Dear Dr. Don,
I have a 403(b) from a nonprofit organization I worked for many years ago. It is currently sitting in a money market fund with a balance of $1,580. Their annual custodial fee is $15, so this account never grows.

I want to move this money to my current 401(k) profit-sharing plan. Is there another option for me to transfer these funds somewhere where they would at least gain a little something?
— Josephine Juncture

Dear Josephine,
Odds are that you determined how the 403(b) money was invested, so you have to take some responsibility for it stagnating in a money market fund.

On the other hand, the stock market, as measured by the performance of the Standard & Poor’s 500, was roughly flat over the past 10 years — so you didn’t miss out on much by sitting out in cash over that time period.

I have some money in a previous employer’s 403(b) plan, even though I left that employer a decade ago.
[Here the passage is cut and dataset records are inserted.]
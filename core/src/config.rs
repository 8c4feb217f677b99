//! Configuration types for relmap.toml

use serde::{Deserialize, Serialize};
use std::path::Path;

use relmap_types::Dialect;

use crate::naming::SnakeCaseNaming;

/// Naming convention configuration
#[derive(Serialize, Deserialize, Clone, Debug, PartialEq, Eq)]
pub struct NamingConfig {
    /// Prefix prepended to root table aliases
    #[serde(default = "default_alias_prefix")]
    pub alias_prefix: String,
    /// Suffix appended to a relation column to form its foreign key
    #[serde(default = "default_foreign_key_suffix")]
    pub foreign_key_suffix: String,
    /// Separator between the two table names of a junction table
    #[serde(default = "default_pivot_separator")]
    pub pivot_separator: String,
    /// Suffix for junction table aliases
    #[serde(default = "default_pivot_alias_suffix")]
    pub pivot_alias_suffix: String,
}

fn default_alias_prefix() -> String {
    "_".to_string()
}

fn default_foreign_key_suffix() -> String {
    "_id".to_string()
}

fn default_pivot_separator() -> String {
    "_".to_string()
}

fn default_pivot_alias_suffix() -> String {
    "pivot".to_string()
}

impl Default for NamingConfig {
    fn default() -> Self {
        Self {
            alias_prefix: default_alias_prefix(),
            foreign_key_suffix: default_foreign_key_suffix(),
            pivot_separator: default_pivot_separator(),
            pivot_alias_suffix: default_pivot_alias_suffix(),
        }
    }
}

impl From<&NamingConfig> for SnakeCaseNaming {
    fn from(config: &NamingConfig) -> Self {
        SnakeCaseNaming {
            alias_prefix: config.alias_prefix.clone(),
            foreign_key_suffix: config.foreign_key_suffix.clone(),
            pivot_separator: config.pivot_separator.clone(),
            pivot_alias_suffix: config.pivot_alias_suffix.clone(),
        }
    }
}

/// Main configuration struct for relmap.toml
#[derive(Serialize, Deserialize, Clone, Debug, Default, PartialEq, Eq)]
pub struct RelmapConfig {
    /// SQL dialect (mysql, sqlite, postgresql)
    #[serde(default)]
    pub dialect: Dialect,
    /// Naming conventions
    #[serde(default)]
    pub naming: NamingConfig,
}

impl RelmapConfig {
    /// Load configuration from a TOML file
    pub fn from_file(path: &Path) -> Result<Self, ConfigError> {
        let contents = std::fs::read_to_string(path).map_err(|e| ConfigError::Io(e.to_string()))?;
        Self::parse(&contents)
    }

    /// Parse configuration from a TOML string
    pub fn parse(s: &str) -> Result<Self, ConfigError> {
        toml::from_str(s).map_err(|e| ConfigError::Parse(e.to_string()))
    }

    /// Naming strategy described by this configuration
    #[must_use]
    pub fn naming_strategy(&self) -> SnakeCaseNaming {
        SnakeCaseNaming::from(&self.naming)
    }
}

/// Configuration errors
#[derive(Debug, Clone, thiserror::Error, PartialEq, Eq)]
pub enum ConfigError {
    #[error("failed to read config: {0}")]
    Io(String),
    #[error("failed to parse config: {0}")]
    Parse(String),
}

#[cfg(test)]
mod tests {
    use super::*;

    #[test]
    fn test_empty_config_uses_defaults() {
        let config = RelmapConfig::parse("").unwrap();
        assert_eq!(config, RelmapConfig::default());
        assert_eq!(config.dialect, Dialect::MySQL);
        assert_eq!(config.naming_strategy(), SnakeCaseNaming::default());
    }

    #[test]
    fn test_parse_full_config() {
        let config = RelmapConfig::parse(
            r#"
dialect = "postgresql"

[naming]
alias_prefix = "t_"
foreign_key_suffix = "_ref"
"#,
        )
        .unwrap();
        assert_eq!(config.dialect, Dialect::PostgreSQL);
        assert_eq!(config.naming.alias_prefix, "t_");
        assert_eq!(config.naming.foreign_key_suffix, "_ref");
        assert_eq!(config.naming.pivot_separator, "_");
    }

    #[test]
    fn test_parse_rejects_unknown_dialect() {
        let err = RelmapConfig::parse("dialect = \"oracle\"").unwrap_err();
        assert!(matches!(err, ConfigError::Parse(_)));
    }

    #[test]
    fn test_missing_file() {
        let err = RelmapConfig::from_file(Path::new("/definitely/not/here/relmap.toml"))
            .unwrap_err();
        assert!(matches!(err, ConfigError::Io(_)));
    }
}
I can rebalance the portfolio and decide how the account is invested. I kept the money there to maintain low-cost access to the mutual funds offered within the plan. It also provides some diversification across mutual fund families for my overall retirement portfolio.

A profit-sharing plan isn’t the same thing as a 401(k) plan, although it can be structured to include 401(k) contributions. You can roll the 403(b) funds into your current employer’s 401(k) plan — if the plan allows it — or into a traditional or Roth IRA account.

The Bankrate feature “7 steps to a 2010 Roth IRA conversion” can help you decide between the IRA accounts. Keep an eye on fees. Work with your tax professional if you can’t decide on your own.

In doing an IRA or Roth IRA rollover, you have to choose where to hold the account. Your choices are a bank account, a brokerage account or investing directly with a mutual fund.

Since you’re looking for growth, you would probably skip the bank account option. You want to do a trustee-to-trustee rollover. Work with the new account provider to affect the rollover.

If you’re just trying to find a new home for the $1,580, and your current employer’s plan allows it, I’d recommend rolling the money into the plan. If you think you’ll be contributing to the account over time, keeping the money separate in a traditional or Roth IRA account can make sense.